YOUR GOAL
For the data below, give again exactly the lines from the one containing "negotiation applies to" through the one containing "- SOP class common extended negotiation", both ends included, and no others.

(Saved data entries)
· · · · ·

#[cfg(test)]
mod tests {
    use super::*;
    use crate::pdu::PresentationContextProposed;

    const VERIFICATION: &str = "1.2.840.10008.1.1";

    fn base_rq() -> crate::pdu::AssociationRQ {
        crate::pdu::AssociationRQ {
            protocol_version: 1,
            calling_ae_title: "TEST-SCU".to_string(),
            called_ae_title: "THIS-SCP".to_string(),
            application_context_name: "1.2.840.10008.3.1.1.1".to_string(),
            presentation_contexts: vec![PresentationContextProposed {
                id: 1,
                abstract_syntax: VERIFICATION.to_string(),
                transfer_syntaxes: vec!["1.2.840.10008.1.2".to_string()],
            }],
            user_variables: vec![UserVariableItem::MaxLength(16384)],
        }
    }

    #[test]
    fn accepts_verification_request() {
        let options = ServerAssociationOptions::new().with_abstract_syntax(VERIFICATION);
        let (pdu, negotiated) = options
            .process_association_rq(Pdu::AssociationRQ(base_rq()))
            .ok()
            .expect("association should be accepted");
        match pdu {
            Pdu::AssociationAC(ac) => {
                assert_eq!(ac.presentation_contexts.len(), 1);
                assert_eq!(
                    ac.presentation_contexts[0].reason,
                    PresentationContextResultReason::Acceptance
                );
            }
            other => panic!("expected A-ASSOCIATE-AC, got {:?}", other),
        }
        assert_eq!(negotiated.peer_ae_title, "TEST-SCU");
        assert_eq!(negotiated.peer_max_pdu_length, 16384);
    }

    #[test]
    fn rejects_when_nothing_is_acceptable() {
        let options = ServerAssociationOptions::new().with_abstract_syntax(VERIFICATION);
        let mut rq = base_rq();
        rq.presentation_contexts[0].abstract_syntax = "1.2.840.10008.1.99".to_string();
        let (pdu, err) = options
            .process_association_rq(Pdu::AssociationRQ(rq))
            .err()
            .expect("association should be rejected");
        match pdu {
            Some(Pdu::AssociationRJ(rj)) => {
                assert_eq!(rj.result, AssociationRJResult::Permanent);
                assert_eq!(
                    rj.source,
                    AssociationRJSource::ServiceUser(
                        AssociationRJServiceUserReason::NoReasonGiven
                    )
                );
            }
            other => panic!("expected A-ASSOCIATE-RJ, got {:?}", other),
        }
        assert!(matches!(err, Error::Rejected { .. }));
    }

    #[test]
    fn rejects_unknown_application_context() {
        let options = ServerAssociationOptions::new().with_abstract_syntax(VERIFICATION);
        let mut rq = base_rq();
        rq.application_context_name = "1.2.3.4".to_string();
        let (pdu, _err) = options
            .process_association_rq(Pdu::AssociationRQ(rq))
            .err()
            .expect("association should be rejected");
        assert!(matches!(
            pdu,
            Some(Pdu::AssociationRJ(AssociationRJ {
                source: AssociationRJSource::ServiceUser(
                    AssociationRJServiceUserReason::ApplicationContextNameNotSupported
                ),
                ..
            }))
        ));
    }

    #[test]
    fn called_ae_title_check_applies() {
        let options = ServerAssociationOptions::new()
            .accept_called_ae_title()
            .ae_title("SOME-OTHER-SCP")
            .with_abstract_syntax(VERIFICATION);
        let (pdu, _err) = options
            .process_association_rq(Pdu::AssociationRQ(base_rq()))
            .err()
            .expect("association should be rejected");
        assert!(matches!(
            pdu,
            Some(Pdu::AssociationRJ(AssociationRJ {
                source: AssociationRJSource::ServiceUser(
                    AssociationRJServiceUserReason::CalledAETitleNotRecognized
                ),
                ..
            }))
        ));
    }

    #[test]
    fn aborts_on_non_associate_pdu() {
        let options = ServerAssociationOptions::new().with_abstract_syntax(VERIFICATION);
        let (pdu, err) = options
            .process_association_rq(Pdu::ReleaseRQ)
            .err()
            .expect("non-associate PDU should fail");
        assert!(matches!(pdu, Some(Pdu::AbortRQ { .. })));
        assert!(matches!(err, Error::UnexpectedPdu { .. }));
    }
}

· · · · ·

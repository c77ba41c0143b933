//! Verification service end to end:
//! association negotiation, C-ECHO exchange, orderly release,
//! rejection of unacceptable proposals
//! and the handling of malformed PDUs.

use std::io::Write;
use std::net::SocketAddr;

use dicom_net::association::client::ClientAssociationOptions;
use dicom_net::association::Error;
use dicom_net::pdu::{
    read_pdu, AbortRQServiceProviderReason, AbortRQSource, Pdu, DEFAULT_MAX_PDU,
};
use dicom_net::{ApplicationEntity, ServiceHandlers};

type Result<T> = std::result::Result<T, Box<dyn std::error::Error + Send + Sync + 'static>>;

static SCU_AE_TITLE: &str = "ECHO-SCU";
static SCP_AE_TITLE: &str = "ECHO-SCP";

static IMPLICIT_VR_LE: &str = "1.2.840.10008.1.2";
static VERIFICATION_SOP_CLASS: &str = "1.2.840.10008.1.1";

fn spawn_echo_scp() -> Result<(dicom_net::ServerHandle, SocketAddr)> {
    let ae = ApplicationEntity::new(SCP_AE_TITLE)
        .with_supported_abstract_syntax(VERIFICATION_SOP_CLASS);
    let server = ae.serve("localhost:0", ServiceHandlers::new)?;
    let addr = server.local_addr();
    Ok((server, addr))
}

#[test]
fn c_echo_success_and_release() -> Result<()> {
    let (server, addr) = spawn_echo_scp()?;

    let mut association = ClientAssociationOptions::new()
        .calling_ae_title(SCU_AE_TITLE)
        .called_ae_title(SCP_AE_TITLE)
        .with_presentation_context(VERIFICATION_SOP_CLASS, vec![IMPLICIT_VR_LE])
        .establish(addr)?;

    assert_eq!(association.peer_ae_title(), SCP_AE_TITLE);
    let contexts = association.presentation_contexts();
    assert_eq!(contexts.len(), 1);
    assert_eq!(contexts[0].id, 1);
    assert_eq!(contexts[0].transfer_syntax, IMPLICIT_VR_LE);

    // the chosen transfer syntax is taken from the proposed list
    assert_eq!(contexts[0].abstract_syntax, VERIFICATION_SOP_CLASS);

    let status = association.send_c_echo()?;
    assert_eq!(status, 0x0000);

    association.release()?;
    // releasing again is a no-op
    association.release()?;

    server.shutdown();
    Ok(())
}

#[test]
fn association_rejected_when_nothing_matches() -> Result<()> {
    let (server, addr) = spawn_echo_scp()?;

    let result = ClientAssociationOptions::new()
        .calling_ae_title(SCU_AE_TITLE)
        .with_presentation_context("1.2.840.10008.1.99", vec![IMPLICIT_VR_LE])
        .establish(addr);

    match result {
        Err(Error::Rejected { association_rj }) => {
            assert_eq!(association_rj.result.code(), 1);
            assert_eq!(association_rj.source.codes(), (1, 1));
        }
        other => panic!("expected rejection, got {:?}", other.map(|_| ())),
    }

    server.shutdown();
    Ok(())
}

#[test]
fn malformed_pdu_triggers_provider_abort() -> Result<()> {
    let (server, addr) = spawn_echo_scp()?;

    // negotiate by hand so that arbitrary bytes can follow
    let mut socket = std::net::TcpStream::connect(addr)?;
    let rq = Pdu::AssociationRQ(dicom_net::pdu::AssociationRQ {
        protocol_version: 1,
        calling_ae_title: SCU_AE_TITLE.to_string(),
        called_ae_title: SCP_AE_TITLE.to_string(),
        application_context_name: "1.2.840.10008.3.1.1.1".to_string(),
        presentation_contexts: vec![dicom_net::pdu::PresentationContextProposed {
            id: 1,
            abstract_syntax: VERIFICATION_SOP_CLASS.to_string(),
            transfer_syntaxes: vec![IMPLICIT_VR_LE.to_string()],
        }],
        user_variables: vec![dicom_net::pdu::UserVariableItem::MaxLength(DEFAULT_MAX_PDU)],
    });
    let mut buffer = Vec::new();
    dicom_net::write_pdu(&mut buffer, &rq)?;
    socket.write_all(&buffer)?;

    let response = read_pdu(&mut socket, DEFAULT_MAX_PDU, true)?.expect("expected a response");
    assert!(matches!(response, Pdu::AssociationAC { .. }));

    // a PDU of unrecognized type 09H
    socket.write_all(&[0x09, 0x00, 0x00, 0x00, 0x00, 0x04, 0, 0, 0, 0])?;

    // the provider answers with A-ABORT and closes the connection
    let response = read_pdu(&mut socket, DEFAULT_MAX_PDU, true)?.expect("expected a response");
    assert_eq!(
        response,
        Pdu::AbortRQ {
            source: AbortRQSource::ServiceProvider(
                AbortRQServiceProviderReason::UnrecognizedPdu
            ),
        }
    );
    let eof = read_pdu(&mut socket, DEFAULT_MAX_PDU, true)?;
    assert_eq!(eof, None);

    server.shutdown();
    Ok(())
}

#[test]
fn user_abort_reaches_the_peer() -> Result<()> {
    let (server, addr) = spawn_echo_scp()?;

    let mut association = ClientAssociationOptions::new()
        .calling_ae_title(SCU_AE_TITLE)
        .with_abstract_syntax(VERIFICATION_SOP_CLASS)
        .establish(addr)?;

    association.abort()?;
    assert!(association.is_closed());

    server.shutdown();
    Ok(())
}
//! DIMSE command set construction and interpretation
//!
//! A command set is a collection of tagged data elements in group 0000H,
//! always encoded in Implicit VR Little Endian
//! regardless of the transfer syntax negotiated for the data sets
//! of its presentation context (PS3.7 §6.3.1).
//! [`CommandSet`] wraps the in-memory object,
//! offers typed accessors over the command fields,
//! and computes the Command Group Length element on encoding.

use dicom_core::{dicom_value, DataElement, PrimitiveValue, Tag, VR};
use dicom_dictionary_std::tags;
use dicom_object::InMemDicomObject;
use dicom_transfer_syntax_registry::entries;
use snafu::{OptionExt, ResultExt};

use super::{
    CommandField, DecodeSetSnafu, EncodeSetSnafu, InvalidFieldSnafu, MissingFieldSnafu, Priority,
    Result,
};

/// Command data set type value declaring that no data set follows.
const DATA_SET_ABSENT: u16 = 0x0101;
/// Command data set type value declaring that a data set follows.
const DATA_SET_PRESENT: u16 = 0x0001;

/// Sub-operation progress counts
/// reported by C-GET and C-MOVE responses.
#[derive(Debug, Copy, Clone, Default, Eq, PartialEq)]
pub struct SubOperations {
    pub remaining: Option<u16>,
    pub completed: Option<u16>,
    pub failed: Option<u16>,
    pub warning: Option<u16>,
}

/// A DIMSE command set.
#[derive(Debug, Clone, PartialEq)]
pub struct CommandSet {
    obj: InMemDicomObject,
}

· · · · ·

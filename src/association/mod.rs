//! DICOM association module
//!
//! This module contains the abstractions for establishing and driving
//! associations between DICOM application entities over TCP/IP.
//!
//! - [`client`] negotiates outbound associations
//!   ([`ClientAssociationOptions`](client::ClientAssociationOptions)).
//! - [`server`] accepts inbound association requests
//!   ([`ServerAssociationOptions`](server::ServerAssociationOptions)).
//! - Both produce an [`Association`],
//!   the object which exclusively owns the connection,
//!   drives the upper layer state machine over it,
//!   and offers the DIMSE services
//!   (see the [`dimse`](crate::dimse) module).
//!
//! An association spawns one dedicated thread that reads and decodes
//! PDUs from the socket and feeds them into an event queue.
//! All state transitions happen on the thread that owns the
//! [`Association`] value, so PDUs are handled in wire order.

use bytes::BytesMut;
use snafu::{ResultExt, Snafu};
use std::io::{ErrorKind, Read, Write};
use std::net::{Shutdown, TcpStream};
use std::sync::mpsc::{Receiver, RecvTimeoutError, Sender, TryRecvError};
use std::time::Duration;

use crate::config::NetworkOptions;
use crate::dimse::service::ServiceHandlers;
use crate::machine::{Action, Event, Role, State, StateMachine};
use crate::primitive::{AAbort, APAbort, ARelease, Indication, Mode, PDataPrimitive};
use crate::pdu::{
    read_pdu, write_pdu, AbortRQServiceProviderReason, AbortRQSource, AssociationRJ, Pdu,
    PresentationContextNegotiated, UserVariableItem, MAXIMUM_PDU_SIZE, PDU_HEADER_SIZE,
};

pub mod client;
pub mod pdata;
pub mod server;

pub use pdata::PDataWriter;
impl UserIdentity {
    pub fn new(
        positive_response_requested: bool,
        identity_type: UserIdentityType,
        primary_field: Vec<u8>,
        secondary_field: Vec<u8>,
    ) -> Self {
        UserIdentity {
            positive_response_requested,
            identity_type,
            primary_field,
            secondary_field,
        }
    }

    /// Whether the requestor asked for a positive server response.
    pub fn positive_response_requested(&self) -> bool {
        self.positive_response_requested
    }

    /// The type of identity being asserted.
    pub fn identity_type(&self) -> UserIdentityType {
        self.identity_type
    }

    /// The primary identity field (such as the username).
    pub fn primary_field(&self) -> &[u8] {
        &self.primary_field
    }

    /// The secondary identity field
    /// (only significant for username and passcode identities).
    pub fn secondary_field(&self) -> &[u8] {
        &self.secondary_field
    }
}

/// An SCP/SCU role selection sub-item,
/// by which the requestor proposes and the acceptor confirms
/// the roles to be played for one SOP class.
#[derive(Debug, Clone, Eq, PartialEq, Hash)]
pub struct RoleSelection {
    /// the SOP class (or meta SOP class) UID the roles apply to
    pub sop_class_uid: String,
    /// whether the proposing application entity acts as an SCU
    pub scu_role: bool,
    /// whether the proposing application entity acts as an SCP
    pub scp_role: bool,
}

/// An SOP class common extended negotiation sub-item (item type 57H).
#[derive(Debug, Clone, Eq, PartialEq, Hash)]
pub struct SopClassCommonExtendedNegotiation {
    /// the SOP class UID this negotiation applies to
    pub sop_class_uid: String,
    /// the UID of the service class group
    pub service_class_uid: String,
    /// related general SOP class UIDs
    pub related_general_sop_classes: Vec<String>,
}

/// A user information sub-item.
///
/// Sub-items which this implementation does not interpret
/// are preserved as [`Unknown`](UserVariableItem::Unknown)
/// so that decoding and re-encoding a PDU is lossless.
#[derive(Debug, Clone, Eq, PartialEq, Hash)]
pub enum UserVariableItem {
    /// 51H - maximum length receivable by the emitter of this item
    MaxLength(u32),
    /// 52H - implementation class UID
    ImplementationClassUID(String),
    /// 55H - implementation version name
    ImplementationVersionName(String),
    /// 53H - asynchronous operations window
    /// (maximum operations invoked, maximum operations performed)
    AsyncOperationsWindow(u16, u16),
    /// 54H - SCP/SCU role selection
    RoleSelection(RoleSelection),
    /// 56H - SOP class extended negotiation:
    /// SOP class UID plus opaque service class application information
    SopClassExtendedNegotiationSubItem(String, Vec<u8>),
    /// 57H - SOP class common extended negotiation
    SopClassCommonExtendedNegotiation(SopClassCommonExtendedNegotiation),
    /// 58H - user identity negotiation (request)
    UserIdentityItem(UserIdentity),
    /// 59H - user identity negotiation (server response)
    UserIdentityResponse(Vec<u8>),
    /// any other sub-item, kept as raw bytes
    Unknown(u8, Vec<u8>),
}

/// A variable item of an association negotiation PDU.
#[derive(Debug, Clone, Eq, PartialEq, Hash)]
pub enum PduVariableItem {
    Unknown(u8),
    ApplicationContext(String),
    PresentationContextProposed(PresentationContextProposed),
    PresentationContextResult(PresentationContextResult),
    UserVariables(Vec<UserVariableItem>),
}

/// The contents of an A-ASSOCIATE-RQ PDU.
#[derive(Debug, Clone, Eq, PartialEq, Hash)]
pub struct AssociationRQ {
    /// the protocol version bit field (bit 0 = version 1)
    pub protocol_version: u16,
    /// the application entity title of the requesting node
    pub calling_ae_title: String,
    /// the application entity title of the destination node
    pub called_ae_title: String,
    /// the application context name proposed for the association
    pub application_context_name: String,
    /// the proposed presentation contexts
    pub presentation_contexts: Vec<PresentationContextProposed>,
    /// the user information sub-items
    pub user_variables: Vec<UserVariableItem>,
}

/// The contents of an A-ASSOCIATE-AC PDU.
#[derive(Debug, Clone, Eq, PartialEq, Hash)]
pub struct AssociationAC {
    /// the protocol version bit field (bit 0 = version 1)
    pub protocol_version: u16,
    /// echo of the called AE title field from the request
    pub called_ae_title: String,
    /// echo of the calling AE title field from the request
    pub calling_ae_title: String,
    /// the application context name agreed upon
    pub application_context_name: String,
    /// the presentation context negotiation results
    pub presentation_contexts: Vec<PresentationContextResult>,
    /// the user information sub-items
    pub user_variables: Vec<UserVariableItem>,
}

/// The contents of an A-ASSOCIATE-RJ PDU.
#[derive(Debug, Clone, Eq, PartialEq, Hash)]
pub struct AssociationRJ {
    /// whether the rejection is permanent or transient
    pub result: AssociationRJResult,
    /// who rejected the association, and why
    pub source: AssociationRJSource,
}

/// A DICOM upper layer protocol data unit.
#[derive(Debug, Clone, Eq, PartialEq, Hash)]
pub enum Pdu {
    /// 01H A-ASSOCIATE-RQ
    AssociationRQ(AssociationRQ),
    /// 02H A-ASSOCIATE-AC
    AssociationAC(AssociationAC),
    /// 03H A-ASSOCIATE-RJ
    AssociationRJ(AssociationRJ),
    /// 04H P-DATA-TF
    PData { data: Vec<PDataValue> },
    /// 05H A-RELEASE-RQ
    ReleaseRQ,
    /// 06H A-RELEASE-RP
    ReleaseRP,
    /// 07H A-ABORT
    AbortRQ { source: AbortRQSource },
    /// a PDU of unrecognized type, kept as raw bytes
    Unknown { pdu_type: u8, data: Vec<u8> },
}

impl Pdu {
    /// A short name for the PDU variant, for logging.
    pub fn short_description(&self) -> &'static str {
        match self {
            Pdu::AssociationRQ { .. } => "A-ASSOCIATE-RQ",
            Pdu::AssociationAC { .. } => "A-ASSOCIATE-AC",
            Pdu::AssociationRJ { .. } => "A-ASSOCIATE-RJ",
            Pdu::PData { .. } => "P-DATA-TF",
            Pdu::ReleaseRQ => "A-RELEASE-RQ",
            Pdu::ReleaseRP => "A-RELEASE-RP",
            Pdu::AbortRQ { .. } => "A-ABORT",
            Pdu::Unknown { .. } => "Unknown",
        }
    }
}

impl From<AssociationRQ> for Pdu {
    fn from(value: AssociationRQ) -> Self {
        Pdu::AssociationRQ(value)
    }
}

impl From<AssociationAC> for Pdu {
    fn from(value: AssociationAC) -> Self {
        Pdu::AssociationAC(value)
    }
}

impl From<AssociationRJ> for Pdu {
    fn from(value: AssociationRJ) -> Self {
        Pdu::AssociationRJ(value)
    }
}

· · · · ·

SOLUTION BELOW
    /// the SOP class UID this negotiation applies to
    pub sop_class_uid: String,
    /// the UID of the service class group
    pub service_class_uid: String,
    /// related general SOP class UIDs
    pub related_general_sop_classes: Vec<String>,
}

/// A user information sub-item.
///
/// Sub-items which this implementation does not interpret
/// are preserved as [`Unknown`](UserVariableItem::Unknown)
/// so that decoding and re-encoding a PDU is lossless.
#[derive(Debug, Clone, Eq, PartialEq, Hash)]
pub enum UserVariableItem {
    /// 51H - maximum length receivable by the emitter of this item
    MaxLength(u32),
    /// 52H - implementation class UID
    ImplementationClassUID(String),
    /// 55H - implementation version name
    ImplementationVersionName(String),
    /// 53H - asynchronous operations window
    /// (maximum operations invoked, maximum operations performed)
    AsyncOperationsWindow(u16, u16),
    /// 54H - SCP/SCU role selection
    RoleSelection(RoleSelection),
    /// 56H - SOP class extended negotiation:
    /// SOP class UID plus opaque service class application information
    SopClassExtendedNegotiationSubItem(String, Vec<u8>),
    /// 57H - SOP class common extended negotiation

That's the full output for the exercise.